La fête de l'Assomption de la Vierge Marie nous appelle à l'espérance : Marie est sauvée de la mort, elle participe à la résurrection partagée avec tous les hommes et toutes les femmes par son fils, Jésus. « Marie guide et soutient l'espérance du peuple de Dieu encore en chemin » (préface de la fête de l'Assomption).

Les nombreux pèlerinages et processions organisés le 15 août sont autant d'expériences spirituelles proposées pour amener le monde à se convertir et à entrer dans la perspective de salut universel apportée par le Christ.

De même les miracles de guérison que Dieu réalise par l'intercession de la Vierge Marie et des saints « sont destinés à soutenir la foi, qui est nécessaire pour avoir accès à la vie éternelle... [ils] sont des signes certains de la Révélation, adaptés à l'intelligence de tous : ils constituent des motifs de crédibilité, et démontrent que la foi n'est nullement un mouvement aveugle de l'esprit ». (cf. Catéchisme de l'Église Catholique, n°156)
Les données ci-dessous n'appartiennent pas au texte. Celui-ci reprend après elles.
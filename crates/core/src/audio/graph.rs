use crate::{
    analysis::{Analyzer, AnalyzerSnapshot},
    equalizer::{Equalizer, BAND_COUNT},
    source::MediaElement,
    spatial::Spatializer,
    EngineConfig, Result,
};

/// The processing graph owned by one engine:
/// source → equalizer → spatializer → master gain → analyzer → output.
///
/// Parameter writes land here from the control side while the render side
/// pulls blocks through [`SignalGraph::render`]; both go through the engine's
/// shared lock.
#[derive(Debug)]
pub struct SignalGraph {
    source: Option<MediaElement>,
    pub(crate) equalizer: Equalizer,
    pub(crate) spatializer: Spatializer,
    master_gain: f32,
    analyzer: Analyzer,
    sample_rate: u32,
    frames_rendered: u64,
}

impl SignalGraph {
    /// Builds the graph and starts both rotation oscillators. Their gates stay
    /// closed until an effect is enabled.
    pub fn build(config: &EngineConfig, sample_rate: u32, source: MediaElement) -> Self {
        let rate = sample_rate as f32;
        let mut spatializer = Spatializer::new(config.rotation_a_hz, config.rotation_b_hz, rate);
        spatializer.start_oscillators();

        Self {
            source: Some(source),
            equalizer: Equalizer::new(rate),
            spatializer,
            master_gain: 1.0,
            analyzer: Analyzer::new(config),
            sample_rate,
            frames_rendered: 0,
        }
    }

    pub fn sample_rate(&self) -> u32 {
        self.sample_rate
    }

    pub fn source(&self) -> Option<&MediaElement> {
        self.source.as_ref()
    }

    /// Disconnects the current source node and connects `source` in its place.
    pub fn set_source(&mut self, source: Option<MediaElement>) {
        self.source = source;
        self.equalizer.reset();
        self.analyzer.reset();
    }

    pub fn master_gain(&self) -> f32 {
        self.master_gain
    }

    pub fn set_master_gain(&mut self, gain: f32) {
        self.master_gain = gain;
    }

    /// Equalizer gains as the render side sees them.
    pub fn band_gains(&self) -> [f32; BAND_COUNT] {
        self.equalizer.gains()
    }

    pub fn frames_rendered(&self) -> u64 {
        self.frames_rendered
    }

    pub fn stop_oscillators(&mut self) {
        self.spatializer.stop_oscillators();
    }

    pub fn analyzer_snapshot(&mut self) -> Result<AnalyzerSnapshot> {
        self.analyzer.snapshot()
    }

    /// Renders interleaved stereo frames into `out`.
    pub fn render(&mut self, out: &mut [f32]) {
        match &self.source {
            Some(source) => {
                source.read_stereo(out);
            }
            None => out.fill(0.0),
        }

        for frame in out.chunks_exact_mut(2) {
            let (l, r) = self.equalizer.process(frame[0], frame[1]);
            let (l, r) = self.spatializer.process(l, r);
            let l = l * self.master_gain;
            let r = r * self.master_gain;
            self.analyzer.push(0.5 * (l + r));
            frame[0] = l;
            frame[1] = r;
        }

        self.analyzer.end_block();
        self.frames_rendered += (out.len() / 2) as u64;
    }
}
Lors de son pèlerinage à Lourdes en août 1983, Jean-Paul II exhortait ainsi les fidèles : « Ne laissez pas les certitudes de la foi se dissoudre ou s'éteindre au vent d'idéologies athées ou simplement de remises en question systématiques et inconsidérées... Priez, vous aussi, priez davantage... et prenez soin, jeunes et adultes, de nourrir votre foi... Rendez compte de l'espérance qui est en vous ! » (16 août 1983)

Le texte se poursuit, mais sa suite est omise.